§ **ASSIGNMENT**
Could you copy out every line of the data where the word "Returns" occurs?

[Stored items]
● ● ●

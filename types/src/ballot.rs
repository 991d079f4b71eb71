//! Ballot: one round of threshold voting over a single observation digest.
//!
//! A ballot freezes its voter roster at creation. Each voter owns exactly one
//! slot, so the voter list and the vote list can never drift apart.
//! Finalization is evaluated against the full frozen roster, failure first.

use crate::address::Address;
use crate::threshold::Threshold;
use serde::{Deserialize, Serialize};
use std::collections::BTreeMap;
use std::fmt;
use thiserror::Error;

/// What kind of observation a ballot decides.
#[derive(Clone, Copy, Debug, PartialEq, Eq, Hash, Serialize, Deserialize)]
pub enum ObservationKind {
    InboundTx,
    OutboundTx,
    InboundBlock,
    TssKeygen,
    /// Blame attestation for a failed keysign.
    TssKeysign,
    GasTokenRecharge,
}

impl ObservationKind {
    pub fn as_str(&self) -> &'static str {
        match self {
            Self::InboundTx => "in_bound_tx",
            Self::OutboundTx => "out_bound_tx",
            Self::InboundBlock => "in_bound_block",
            Self::TssKeygen => "tss_key_gen",
            Self::TssKeysign => "tss_key_sign",
            Self::GasTokenRecharge => "gas_token_recharge",
        }
    }
}

impl fmt::Display for ObservationKind {
    fn fmt(&self, f: &mut fmt::Formatter<'_>) -> fmt::Result {
        f.write_str(self.as_str())
    }
}

/// A single voter's recorded outcome.
#[derive(Clone, Copy, Debug, PartialEq, Eq, Hash, Serialize, Deserialize)]
pub enum VoteOutcome {
    NotYetVoted,
    Success,
    Failure,
}

/// Lifecycle status of a ballot.
#[derive(Clone, Copy, Debug, PartialEq, Eq, Hash, Serialize, Deserialize)]
pub enum BallotStatus {
    InProgress,
    FinalizedSuccess,
    FinalizedFailure,
}

impl BallotStatus {
    pub fn is_finalized(&self) -> bool {
        !matches!(self, Self::InProgress)
    }
}

/// A voter's position in the frozen roster together with their outcome.
#[derive(Clone, Debug, PartialEq, Eq, Serialize, Deserialize)]
pub struct VoteSlot {
    pub voter: Address,
    pub outcome: VoteOutcome,
}

#[derive(Debug, Error, PartialEq, Eq)]
pub enum VoteError {
    #[error("voter {voter} has already voted on ballot {ballot}")]
    AlreadyVoted { voter: Address, ballot: String },

    #[error("voter {voter} is not in the voter list of ballot {ballot}")]
    NotInVoterList { voter: Address, ballot: String },
}

#[derive(Clone, Debug, PartialEq, Eq, Serialize, Deserialize)]
pub struct Ballot {
    /// Content-addressed ballot identifier.
    pub id: String,
    /// Frozen roster, in snapshot order.
    slots: Vec<VoteSlot>,
    pub kind: ObservationKind,
    pub threshold: Threshold,
    pub status: BallotStatus,
    pub creation_height: u64,
}

impl Ballot {
    /// Open a ballot over a roster snapshot. Every voter starts as `NotYetVoted`.
    ///
    /// Duplicate addresses in the snapshot keep only their first position.
    pub fn new(
        id: impl Into<String>,
        voters: impl IntoIterator<Item = Address>,
        kind: ObservationKind,
        threshold: Threshold,
        creation_height: u64,
    ) -> Self {
        let mut slots: Vec<VoteSlot> = Vec::new();
        for voter in voters {
            if slots.iter().any(|s| s.voter == voter) {
                continue;
            }
            slots.push(VoteSlot {
                voter,
                outcome: VoteOutcome::NotYetVoted,
            });
        }
        Self {
            id: id.into(),
            slots,
            kind,
            threshold,
            status: BallotStatus::InProgress,
            creation_height,
        }
    }

    /// The frozen voter roster, in snapshot order.
    pub fn voter_list(&self) -> Vec<Address> {
        self.slots.iter().map(|s| s.voter.clone()).collect()
    }

    /// Outcomes parallel to [`Ballot::voter_list`].
    pub fn votes(&self) -> Vec<VoteOutcome> {
        self.slots.iter().map(|s| s.outcome).collect()
    }

    pub fn slots(&self) -> &[VoteSlot] {
        &self.slots
    }

    pub fn voter_count(&self) -> usize {
        self.slots.len()
    }

    fn slot(&self, voter: &Address) -> Option<&VoteSlot> {
        self.slots.iter().find(|s| &s.voter == voter)
    }

    /// The outcome recorded for `voter`, if they are on the roster.
    pub fn vote_of(&self, voter: &Address) -> Option<VoteOutcome> {
        self.slot(voter).map(|s| s.outcome)
    }

    pub fn has_voted(&self, voter: &Address) -> bool {
        matches!(
            self.vote_of(voter),
            Some(VoteOutcome::Success | VoteOutcome::Failure)
        )
    }

    /// Record `outcome` for `voter`.
    ///
    /// Fails if the voter already voted or is absent from the frozen roster.
    /// The ballot status is not consulted: a vote cast after finalization is
    /// still recorded, it just never re-finalizes the ballot.
    pub fn add_vote(&mut self, voter: &Address, outcome: VoteOutcome) -> Result<(), VoteError> {
        let ballot = self.id.clone();
        let slot = self
            .slots
            .iter_mut()
            .find(|s| &s.voter == voter)
            .ok_or_else(|| VoteError::NotInVoterList {
                voter: voter.clone(),
                ballot: ballot.clone(),
            })?;
        if slot.outcome != VoteOutcome::NotYetVoted {
            return Err(VoteError::AlreadyVoted {
                voter: voter.clone(),
                ballot,
            });
        }
        slot.outcome = outcome;
        Ok(())
    }

    pub fn count(&self, outcome: VoteOutcome) -> usize {
        self.slots.iter().filter(|s| s.outcome == outcome).count()
    }

    /// Move the ballot to a final status if enough votes are in.
    ///
    /// Returns `true` only on the transition out of `InProgress`. Failure is
    /// checked before success, so a tie resolves to `FinalizedFailure`.
    pub fn check_finalization(&mut self) -> bool {
        if self.status != BallotStatus::InProgress {
            return false;
        }
        let total = self.voter_count();
        if self.threshold.is_met(self.count(VoteOutcome::Failure), total) {
            self.status = BallotStatus::FinalizedFailure;
            return true;
        }
        if self.threshold.is_met(self.count(VoteOutcome::Success), total) {
            self.status = BallotStatus::FinalizedSuccess;
            return true;
        }
        false
    }

    /// Credit voters who sided with the final outcome and debit the rest.
    ///
    /// Returns the number of reward units handed out. An in-progress ballot
    /// distributes nothing.
    pub fn rewards_distribution(&self, rewards: &mut BTreeMap<Address, i64>) -> i64 {
        let winning = match self.status {
            BallotStatus::InProgress => return 0,
            BallotStatus::FinalizedSuccess => VoteOutcome::Success,
            BallotStatus::FinalizedFailure => VoteOutcome::Failure,
        };
        let mut units = 0;
        for slot in &self.slots {
            let entry = rewards.entry(slot.voter.clone()).or_insert(0);
            if slot.outcome == winning {
                *entry += 1;
                units += 1;
            } else {
                *entry -= 1;
            }
        }
        units
    }
}

/// Secondary index: ballots created at a given height.
#[derive(Clone, Debug, Default, PartialEq, Eq, Serialize, Deserialize)]
pub struct BallotListForHeight {
    pub height: u64,
    pub ballot_ids: Vec<String>,
}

● ● ●

§ **OUTPUT FOR THIS TASK**
    /// Returns `true` only on the transition out of `InProgress`. Failure is
    /// Returns the number of reward units handed out. An in-progress ballot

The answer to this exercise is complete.